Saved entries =
....

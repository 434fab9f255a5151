//! Axis-aligned routing.

use crate::geometry::{Point, EPSILON};
use crate::model::{Diagram, Edge};

use super::{
    dedup_consecutive_points, rebuild_routing_handles, ResolvedHandleMove, RoutedPoint,
    RoutedPointKind, Router,
};

pub const ORTHOGONAL_KIND: &str = "orthogonal";

/// Routes edges as axis-aligned segments. Only corner points take part in
/// the effective route: a routing point collinear with its neighbours adds
/// no corner, so its junction handle is prunable.
pub struct OrthogonalRouter;

fn collinear(a: Point, b: Point, c: Point) -> bool {
    let cross = (b.x - a.x) * (c.y - a.y) - (b.y - a.y) * (c.x - a.x);
    cross.abs() < EPSILON
}

impl Router for OrthogonalRouter {
    fn kind(&self) -> &'static str {
        ORTHOGONAL_KIND
    }

    fn route(&self, diagram: &Diagram, edge: &Edge) -> Vec<RoutedPoint> {
        let source = diagram.endpoint_position(&edge.source_id);
        let target = diagram.endpoint_position(&edge.target_id);

        let mut route = Vec::with_capacity(edge.routing_points.len() + 2);
        if let Some(source) = source {
            route.push(RoutedPoint {
                kind: RoutedPointKind::Source,
                point: source,
                point_index: None,
            });
        }
        let points = &edge.routing_points;
        for (i, point) in points.iter().enumerate() {
            let prev = route.last().map(|rp: &RoutedPoint| rp.point);
            let next = points.get(i + 1).copied().or(target);
            let is_corner = match (prev, next) {
                (Some(prev), Some(next)) => {
                    !prev.almost_equals(*point)
                        && !next.almost_equals(*point)
                        && !collinear(prev, *point, next)
                }
                // Without both neighbours the point cannot be judged; keep it.
                _ => true,
            };
            if is_corner {
                route.push(RoutedPoint {
                    kind: RoutedPointKind::Linear,
                    point: *point,
                    point_index: Some(i),
                });
            }
        }
        if let Some(target) = target {
            route.push(RoutedPoint {
                kind: RoutedPointKind::Target,
                point: target,
                point_index: None,
            });
        }
        route
    }

    fn create_routing_handles(&self, edge: &mut Edge) {
        rebuild_routing_handles(edge);
    }

    fn cleanup_routing_points(&self, edge: &mut Edge, endpoint_detached: bool) {
        dedup_consecutive_points(&mut edge.routing_points);
        if !endpoint_detached || edge.routing_points.len() < 3 {
            return;
        }
        // A detached endpoint no longer pins its approach segment; interior
        // points that stopped being corners are dropped.
        let points = &edge.routing_points;
        let mut kept = Vec::with_capacity(points.len());
        kept.push(points[0]);
        for i in 1..points.len() - 1 {
            if !collinear(points[i - 1], points[i], points[i + 1]) {
                kept.push(points[i]);
            }
        }
        kept.push(points[points.len() - 1]);
        edge.routing_points = kept;
    }

    fn apply_handle_moves(&self, edge: &mut Edge, moves: &[ResolvedHandleMove]) {
        for mv in moves {
            let Some(idx) = mv.point_index else { continue };
            if idx >= edge.routing_points.len() {
                continue;
            }
            let old = edge.routing_points[idx];
            edge.routing_points[idx] = mv.to_position;

            // Re-align the neighbours so the segments around the moved
            // corner stay axis-aligned: a neighbour that shared an axis
            // with the old position follows the moved point on that axis.
            if idx > 0 {
                let prev = &mut edge.routing_points[idx - 1];
                if (prev.x - old.x).abs() < EPSILON {
                    prev.x = mv.to_position.x;
                } else if (prev.y - old.y).abs() < EPSILON {
                    prev.y = mv.to_position.y;
                }
            }
            if idx + 1 < edge.routing_points.len() {
                let next = &mut edge.routing_points[idx + 1];
                if (next.x - old.x).abs() < EPSILON {
                    next.x = mv.to_position.x;
                } else if (next.y - old.y).abs() < EPSILON {
                    next.y = mv.to_position.y;
                }
            }
        }
    }
}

....

Requirement = From the data above, copy each line that has the string "push".

Output =
            route.push(RoutedPoint {
                route.push(RoutedPoint {
            route.push(RoutedPoint {
        kept.push(points[0]);
                kept.push(points[i]);
        kept.push(points[points.len() - 1]);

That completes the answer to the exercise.